Task statement
A single number is needed: how many lines of the data below contain "SolFunction".
-------
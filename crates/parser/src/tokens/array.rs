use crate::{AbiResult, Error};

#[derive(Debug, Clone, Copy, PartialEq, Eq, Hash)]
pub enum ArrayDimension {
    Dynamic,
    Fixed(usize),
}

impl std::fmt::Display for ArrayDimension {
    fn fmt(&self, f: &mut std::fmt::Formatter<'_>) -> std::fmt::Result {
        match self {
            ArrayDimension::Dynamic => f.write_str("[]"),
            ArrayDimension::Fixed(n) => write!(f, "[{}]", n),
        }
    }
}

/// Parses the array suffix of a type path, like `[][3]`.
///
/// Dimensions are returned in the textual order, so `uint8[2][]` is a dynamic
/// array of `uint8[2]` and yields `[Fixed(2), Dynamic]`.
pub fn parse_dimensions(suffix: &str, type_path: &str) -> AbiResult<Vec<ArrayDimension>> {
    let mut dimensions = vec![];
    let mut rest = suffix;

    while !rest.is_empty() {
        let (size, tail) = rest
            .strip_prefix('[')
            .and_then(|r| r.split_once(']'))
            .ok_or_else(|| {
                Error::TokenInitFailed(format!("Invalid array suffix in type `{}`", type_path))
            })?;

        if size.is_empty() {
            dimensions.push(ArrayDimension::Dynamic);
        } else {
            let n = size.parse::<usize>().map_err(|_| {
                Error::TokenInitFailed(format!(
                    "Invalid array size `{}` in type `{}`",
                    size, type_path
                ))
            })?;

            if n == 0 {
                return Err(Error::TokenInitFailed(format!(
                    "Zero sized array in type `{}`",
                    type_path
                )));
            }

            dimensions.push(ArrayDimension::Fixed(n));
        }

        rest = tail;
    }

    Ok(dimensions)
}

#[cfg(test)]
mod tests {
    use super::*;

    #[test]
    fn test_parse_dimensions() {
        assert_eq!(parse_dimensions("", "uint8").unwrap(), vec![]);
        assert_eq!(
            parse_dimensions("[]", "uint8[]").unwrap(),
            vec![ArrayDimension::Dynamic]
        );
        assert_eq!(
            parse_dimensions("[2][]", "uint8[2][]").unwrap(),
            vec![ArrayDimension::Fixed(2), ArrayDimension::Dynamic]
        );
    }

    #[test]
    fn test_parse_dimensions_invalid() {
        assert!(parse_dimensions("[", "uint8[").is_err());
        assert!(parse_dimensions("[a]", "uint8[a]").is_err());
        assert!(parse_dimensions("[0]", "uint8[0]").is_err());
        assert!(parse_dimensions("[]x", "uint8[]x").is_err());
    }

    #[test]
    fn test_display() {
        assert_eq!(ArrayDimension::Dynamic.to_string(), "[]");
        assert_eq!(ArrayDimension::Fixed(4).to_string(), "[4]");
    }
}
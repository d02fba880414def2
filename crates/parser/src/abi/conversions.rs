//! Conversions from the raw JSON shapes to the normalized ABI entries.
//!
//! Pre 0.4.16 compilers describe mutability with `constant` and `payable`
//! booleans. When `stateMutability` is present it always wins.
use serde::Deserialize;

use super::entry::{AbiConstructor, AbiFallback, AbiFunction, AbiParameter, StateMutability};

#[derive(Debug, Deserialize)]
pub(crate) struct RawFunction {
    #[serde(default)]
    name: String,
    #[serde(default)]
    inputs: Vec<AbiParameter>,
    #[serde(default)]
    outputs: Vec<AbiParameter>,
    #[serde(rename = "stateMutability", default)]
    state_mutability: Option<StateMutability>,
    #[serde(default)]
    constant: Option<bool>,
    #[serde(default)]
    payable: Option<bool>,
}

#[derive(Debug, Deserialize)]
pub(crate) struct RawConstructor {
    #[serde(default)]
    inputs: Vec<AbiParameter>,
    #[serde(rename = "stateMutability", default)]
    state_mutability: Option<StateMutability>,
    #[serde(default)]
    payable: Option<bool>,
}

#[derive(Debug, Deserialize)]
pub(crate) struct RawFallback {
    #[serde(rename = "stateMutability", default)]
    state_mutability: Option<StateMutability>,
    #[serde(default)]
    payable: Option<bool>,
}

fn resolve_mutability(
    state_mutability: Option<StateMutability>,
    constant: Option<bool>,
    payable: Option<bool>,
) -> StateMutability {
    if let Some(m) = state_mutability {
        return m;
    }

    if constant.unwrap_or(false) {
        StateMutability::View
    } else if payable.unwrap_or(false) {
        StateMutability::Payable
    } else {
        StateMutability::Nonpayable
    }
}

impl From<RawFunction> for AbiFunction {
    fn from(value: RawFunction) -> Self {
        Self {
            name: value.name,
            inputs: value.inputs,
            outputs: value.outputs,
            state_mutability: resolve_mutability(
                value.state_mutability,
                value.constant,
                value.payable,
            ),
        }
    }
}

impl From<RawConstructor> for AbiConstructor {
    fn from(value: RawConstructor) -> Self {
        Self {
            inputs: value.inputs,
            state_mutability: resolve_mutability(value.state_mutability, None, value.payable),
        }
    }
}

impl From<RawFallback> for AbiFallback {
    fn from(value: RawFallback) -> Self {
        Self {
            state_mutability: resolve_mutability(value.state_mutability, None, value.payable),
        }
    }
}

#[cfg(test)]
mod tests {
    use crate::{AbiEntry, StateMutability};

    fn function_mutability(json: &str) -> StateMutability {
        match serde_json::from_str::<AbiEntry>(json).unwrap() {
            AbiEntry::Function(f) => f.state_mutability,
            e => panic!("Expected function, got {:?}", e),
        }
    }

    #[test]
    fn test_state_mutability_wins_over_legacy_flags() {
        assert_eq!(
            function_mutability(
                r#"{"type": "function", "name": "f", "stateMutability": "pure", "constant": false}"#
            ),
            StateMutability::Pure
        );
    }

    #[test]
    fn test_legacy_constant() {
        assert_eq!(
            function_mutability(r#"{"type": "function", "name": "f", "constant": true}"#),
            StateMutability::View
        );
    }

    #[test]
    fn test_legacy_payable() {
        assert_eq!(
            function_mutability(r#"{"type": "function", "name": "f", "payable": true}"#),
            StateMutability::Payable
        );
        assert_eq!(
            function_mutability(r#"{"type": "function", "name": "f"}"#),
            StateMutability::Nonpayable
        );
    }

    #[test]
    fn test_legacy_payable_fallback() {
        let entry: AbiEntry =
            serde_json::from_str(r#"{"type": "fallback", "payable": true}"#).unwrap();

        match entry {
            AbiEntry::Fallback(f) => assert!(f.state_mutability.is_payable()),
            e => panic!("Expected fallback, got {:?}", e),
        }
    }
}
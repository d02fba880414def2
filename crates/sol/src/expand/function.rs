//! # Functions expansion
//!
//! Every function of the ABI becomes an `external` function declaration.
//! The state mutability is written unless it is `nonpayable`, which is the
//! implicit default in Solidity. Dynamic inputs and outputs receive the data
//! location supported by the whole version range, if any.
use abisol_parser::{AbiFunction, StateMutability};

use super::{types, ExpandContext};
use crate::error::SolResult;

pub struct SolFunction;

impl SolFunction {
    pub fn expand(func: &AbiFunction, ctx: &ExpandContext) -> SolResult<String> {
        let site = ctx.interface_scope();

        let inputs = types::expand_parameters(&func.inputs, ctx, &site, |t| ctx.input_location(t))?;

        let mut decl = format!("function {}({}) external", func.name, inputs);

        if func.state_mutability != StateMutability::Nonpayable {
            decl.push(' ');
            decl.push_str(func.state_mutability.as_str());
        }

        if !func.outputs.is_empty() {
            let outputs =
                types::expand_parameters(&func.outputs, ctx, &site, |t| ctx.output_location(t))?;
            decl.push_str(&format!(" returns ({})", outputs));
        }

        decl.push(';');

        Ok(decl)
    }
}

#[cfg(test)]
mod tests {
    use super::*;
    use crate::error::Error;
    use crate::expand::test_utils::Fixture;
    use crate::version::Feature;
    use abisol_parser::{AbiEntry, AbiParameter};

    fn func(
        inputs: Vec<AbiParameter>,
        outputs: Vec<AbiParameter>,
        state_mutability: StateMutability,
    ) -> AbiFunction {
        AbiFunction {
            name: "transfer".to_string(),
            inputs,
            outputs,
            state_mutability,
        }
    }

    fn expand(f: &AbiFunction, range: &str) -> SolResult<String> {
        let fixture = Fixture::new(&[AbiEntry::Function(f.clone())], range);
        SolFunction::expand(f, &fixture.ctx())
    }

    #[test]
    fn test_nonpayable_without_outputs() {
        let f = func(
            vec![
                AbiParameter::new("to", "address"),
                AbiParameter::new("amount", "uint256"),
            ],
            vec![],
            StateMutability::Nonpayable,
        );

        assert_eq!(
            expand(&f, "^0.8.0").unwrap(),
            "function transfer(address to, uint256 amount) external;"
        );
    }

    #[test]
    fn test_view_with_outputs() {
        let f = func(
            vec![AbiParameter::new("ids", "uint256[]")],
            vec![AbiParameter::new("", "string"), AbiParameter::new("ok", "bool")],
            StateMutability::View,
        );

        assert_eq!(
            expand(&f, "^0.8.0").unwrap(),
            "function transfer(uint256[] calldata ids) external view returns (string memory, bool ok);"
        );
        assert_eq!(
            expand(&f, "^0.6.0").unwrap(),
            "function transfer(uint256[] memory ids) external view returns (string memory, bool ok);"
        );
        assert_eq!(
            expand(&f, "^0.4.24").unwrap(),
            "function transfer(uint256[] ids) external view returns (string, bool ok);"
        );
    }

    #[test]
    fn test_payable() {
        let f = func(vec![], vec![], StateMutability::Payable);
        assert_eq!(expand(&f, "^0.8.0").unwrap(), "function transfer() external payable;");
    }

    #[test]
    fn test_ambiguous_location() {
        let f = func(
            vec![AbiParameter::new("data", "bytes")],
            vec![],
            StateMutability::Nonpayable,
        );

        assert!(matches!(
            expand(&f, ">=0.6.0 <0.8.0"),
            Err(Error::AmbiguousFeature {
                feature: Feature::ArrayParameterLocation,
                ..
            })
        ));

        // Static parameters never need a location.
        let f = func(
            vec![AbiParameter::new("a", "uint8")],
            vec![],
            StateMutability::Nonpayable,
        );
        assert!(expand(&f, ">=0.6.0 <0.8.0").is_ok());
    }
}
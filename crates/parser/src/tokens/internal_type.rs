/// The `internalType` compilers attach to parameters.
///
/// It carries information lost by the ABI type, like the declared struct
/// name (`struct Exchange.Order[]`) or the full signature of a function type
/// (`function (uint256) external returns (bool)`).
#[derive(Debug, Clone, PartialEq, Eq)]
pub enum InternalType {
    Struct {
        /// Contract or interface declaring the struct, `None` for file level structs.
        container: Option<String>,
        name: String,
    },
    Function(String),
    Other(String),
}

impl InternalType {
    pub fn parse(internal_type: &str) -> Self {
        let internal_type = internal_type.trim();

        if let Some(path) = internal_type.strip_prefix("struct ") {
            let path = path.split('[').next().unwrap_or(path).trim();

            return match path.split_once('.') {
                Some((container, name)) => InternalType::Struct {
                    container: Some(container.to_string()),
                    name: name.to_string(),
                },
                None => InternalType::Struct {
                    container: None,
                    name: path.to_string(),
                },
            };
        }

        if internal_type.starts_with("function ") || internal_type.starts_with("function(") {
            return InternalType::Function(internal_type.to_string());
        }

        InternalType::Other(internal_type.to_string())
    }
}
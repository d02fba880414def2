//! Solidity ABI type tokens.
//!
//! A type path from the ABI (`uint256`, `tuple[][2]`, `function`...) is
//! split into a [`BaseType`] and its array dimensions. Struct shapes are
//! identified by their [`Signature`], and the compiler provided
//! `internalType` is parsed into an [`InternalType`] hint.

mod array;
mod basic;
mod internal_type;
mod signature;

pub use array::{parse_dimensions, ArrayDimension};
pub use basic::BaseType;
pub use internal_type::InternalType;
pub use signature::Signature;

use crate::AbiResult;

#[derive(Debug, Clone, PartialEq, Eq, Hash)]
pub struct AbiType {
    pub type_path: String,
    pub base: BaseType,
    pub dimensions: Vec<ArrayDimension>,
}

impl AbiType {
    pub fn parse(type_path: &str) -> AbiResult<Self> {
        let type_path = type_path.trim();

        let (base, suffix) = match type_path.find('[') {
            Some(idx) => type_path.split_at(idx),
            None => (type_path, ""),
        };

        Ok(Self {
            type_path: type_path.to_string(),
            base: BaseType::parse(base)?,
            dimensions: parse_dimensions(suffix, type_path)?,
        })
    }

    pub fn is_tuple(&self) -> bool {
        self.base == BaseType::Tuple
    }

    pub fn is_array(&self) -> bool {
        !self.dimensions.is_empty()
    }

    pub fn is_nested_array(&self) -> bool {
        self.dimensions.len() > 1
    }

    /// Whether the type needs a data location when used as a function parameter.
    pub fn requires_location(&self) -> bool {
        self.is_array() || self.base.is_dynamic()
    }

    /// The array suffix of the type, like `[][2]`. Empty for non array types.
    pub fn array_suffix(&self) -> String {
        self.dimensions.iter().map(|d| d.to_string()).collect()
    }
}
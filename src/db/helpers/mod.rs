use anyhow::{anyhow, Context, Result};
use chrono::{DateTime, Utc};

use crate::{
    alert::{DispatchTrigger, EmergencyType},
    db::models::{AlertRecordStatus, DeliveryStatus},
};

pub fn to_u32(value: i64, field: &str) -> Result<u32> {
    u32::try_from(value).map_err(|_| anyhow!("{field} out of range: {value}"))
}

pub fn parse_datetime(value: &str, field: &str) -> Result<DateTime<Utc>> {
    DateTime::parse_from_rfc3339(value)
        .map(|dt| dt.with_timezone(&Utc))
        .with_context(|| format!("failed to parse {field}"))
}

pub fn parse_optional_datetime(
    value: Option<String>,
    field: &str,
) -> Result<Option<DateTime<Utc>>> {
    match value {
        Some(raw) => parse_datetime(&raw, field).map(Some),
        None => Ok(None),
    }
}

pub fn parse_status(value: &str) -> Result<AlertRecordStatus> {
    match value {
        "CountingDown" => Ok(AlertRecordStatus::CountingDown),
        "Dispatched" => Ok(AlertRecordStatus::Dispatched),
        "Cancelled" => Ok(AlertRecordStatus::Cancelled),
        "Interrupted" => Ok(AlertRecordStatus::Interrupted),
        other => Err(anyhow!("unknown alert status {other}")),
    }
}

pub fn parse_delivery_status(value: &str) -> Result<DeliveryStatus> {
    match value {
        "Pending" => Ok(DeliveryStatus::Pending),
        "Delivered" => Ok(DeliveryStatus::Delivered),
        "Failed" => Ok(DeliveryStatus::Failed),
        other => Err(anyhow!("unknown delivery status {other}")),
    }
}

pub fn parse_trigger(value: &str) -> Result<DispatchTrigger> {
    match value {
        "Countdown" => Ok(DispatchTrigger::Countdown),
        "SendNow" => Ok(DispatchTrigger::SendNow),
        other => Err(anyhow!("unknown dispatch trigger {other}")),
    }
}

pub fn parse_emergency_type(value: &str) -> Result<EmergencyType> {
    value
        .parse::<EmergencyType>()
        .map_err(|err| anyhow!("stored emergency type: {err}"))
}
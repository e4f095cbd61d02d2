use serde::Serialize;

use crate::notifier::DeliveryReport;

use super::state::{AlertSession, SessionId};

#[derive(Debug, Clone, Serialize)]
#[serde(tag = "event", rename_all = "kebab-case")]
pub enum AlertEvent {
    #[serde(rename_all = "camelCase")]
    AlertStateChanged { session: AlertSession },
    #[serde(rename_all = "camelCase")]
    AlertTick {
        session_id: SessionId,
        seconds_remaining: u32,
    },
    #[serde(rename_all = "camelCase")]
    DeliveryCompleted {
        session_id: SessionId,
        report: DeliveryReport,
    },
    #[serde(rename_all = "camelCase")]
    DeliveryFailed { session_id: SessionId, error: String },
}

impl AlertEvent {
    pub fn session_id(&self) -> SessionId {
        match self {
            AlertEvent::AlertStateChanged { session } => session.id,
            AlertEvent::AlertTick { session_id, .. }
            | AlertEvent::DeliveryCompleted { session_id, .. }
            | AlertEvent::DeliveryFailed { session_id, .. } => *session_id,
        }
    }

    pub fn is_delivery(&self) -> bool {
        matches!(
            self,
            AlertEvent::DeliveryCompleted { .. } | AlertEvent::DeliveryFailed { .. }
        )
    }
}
-------
Solution for this problem
3